Fallen Angels: Reseña no inmediata

Actualizado: hace 2 días

Diego Córdoba



Sabemos, la mayoría al menos, que el cine, más que contar historias, nos presenta la imagen de una posible historia. La imagen no habla, es muda y prolífica. Nosotros al hablar la tratamos de describir, y así se empieza a contar historias.


‘Fallen Angels’, de 1995, trabaja con lo anterior. La sucesión de imágenes, desde el inicio de la película, es totalmente heterogénea; las tomas y los planos van desde muchos ángulos y sentidos. El sentido espacial de la imagen es uno de tantos puntos que desconciertan.


Los colores, los sonidos, el ruido del tren que parece la banda sonora, la velocidad de cada toma, casi todo elemento de esta película se maneja de distinta forma entre sí; más no erráticamente. El cambio de tomas y el zoom casi imperceptible, el movimiento y los colores, los sonidos sordos, y el seguimiento casi absurdo de la historia.
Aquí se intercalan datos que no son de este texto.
//! Error types, one enum per subsystem.
//!
//! Device-level errors (valve, sensor) are caught and logged at the
//! task boundary; they skip a cycle rather than terminate the
//! controller. All variants implement `core::error::Error`, so the
//! `main` boundary can wrap them in `anyhow` context where needed.

use core::fmt;

// ---------------------------------------------------------------------------
// Valve errors
// ---------------------------------------------------------------------------

/// Actuation failure. After `Unconfirmed` the valve's reported state is
/// left at the transient value (`Opening`/`Closing`) — the caller must
/// treat the physical state as unknown, not assume the opposite state.
#[derive(Debug, Clone, Copy, PartialEq, Eq)]
pub enum ValveError {
    /// The transition could not be confirmed within the attempt budget.
    Unconfirmed {
        /// Number of pulses issued before giving up.
        attempts: u8,
    },
    /// A pulse sequence is already outstanding; `set_state` is not
    /// reentrant.
    Busy,
    /// One of the drive lines could not be written.
    PinWrite,
}

impl fmt::Display for ValveError {
    fn fmt(&self, f: &mut fmt::Formatter<'_>) -> fmt::Result {
        match self {
            Self::Unconfirmed { attempts } => {
                write!(f, "unconfirmed after {attempts} pulse(s)")
            }
            Self::Busy => write!(f, "actuation already in progress"),
            Self::PinWrite => write!(f, "drive line write failed"),
        }
    }
}

impl core::error::Error for ValveError {}

// ---------------------------------------------------------------------------
// Sensor errors
// ---------------------------------------------------------------------------

#[derive(Debug, Clone, Copy, PartialEq, Eq)]
pub enum SensorError {
    /// The transducer did not answer or the bus transaction failed.
    ReadFailed,
    /// Reading is outside the physically plausible range.
    OutOfRange,
    /// The sensor power rail could not be switched.
    PowerRail,
}

impl fmt::Display for SensorError {
    fn fmt(&self, f: &mut fmt::Formatter<'_>) -> fmt::Result {
        match self {
            Self::ReadFailed => write!(f, "read failed"),
            Self::OutOfRange => write!(f, "reading out of range"),
            Self::PowerRail => write!(f, "power rail switch failed"),
        }
    }
}

impl core::error::Error for SensorError {}

// ---------------------------------------------------------------------------
// Settings errors
// ---------------------------------------------------------------------------

#[derive(Debug, Clone, Copy, PartialEq, Eq)]
pub enum SettingsError {
    /// The backing store could not be read or written.
    Io(&'static str),
    /// The stored blob is not valid JSON (or a list exceeds capacity).
    Corrupt,
    /// The key exists but holds a different value type.
    WrongType,
}

impl fmt::Display for SettingsError {
    fn fmt(&self, f: &mut fmt::Formatter<'_>) -> fmt::Result {
        match self {
            Self::Io(msg) => write!(f, "storage I/O failed: {msg}"),
            Self::Corrupt => write!(f, "stored settings blob is corrupt"),
            Self::WrongType => write!(f, "setting holds a different type"),
        }
    }
}

impl core::error::Error for SettingsError {}

#[cfg(test)]
mod tests {
    use super::*;

    #[test]
    fn display_names_the_failure() {
        assert_eq!(
            ValveError::Unconfirmed { attempts: 5 }.to_string(),
            "unconfirmed after 5 pulse(s)"
        );
        assert_eq!(SensorError::ReadFailed.to_string(), "read failed");
        assert!(SettingsError::Io("nvs write failed")
            .to_string()
            .starts_with("storage I/O failed"));
    }
}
Ming, sicario, tiene una empleada doméstica que está enamorada de él. He Zhiwu, mudo por comer piña enlatada y podrida de pequeño, es el pícaro de la historia.
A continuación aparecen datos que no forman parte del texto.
//! GPIO assignments.
//!
//! One place for the whole pin map so a board revision is a one-file
//! change. The valve is driven through an L9110-style H-bridge.

/// Valve H-bridge enable line.
pub const VALVE_EN_GPIO: i32 = 23;
/// Valve H-bridge direction input 1 (high + in2 low = open pulse).
pub const VALVE_IN1_GPIO: i32 = 22;
/// Valve H-bridge direction input 2.
pub const VALVE_IN2_GPIO: i32 = 21;

/// Flow sensor pulse output (edge-interrupt input).
pub const FLOW_PULSE_GPIO: i32 = 4;

/// Soil sensor single-wire data line.
pub const SOIL_DATA_GPIO: i32 = 18;
/// Soil sensor power rail switch.
pub const SOIL_POWER_GPIO: i32 = 19;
Estos tres son los principales, y gracias a sus acciones representadas es que ‘Fallen Angels’ tiene una historia. Que en principio parecería sin sentido, sólo una amalgama de personajes y acciones, colores, sonido increíble.


Sin embargo, mientras más loco y absurdo parezca el avance de las imágenes en esta película, más sensato es configurar un sentido, una historia que conecte las tres vidas de los personajes

Pero, mientras leo esto, me pregunto si podré ver lo que aquí se dice. Es raro mantener o seguir el hilo y concordar. Lo que se ve como distancia, podría verlo como cercanía. Cuando se dijo que la imagen era muda… no sé si estar de acuerdo. Hay imágenes que nos presentan acciones

Los diálogos ron raros, abunda el monólogo. Y de no ser por estos, el caos sería una opción con la cual concluir.


Y concluir diciendo que esta película es trágica, la historia de un sicario o la de un mudo, la de una agente de limpieza, sería absurdo. Más bien, con todos los peros anteriores, es una película centrada en los afectos, y un poco de humor.


No de amor, eso sería secundario. Sino los sentimientos y sensaciones que las personas, sin querer, sólo por vivir, tienen y ocasionan en los demás. El amor sólo surgirá por el encuentro y la voluntad.


¿Cómo así? Primero que las imágenes son mudas, después que hay afectos. Yo nunca dije que no causaran nada.


‘Fallen Angels’, de plano, es exigente con el espectador. Es dispersa como este texto. Pero tan prolífica que no puede quedarse solamente en una película. Enfatiza la producción siempre manipuladora de imágenes, de sentido y de historias.


¿Cómo creer esto? Viendo la película, por supuesto.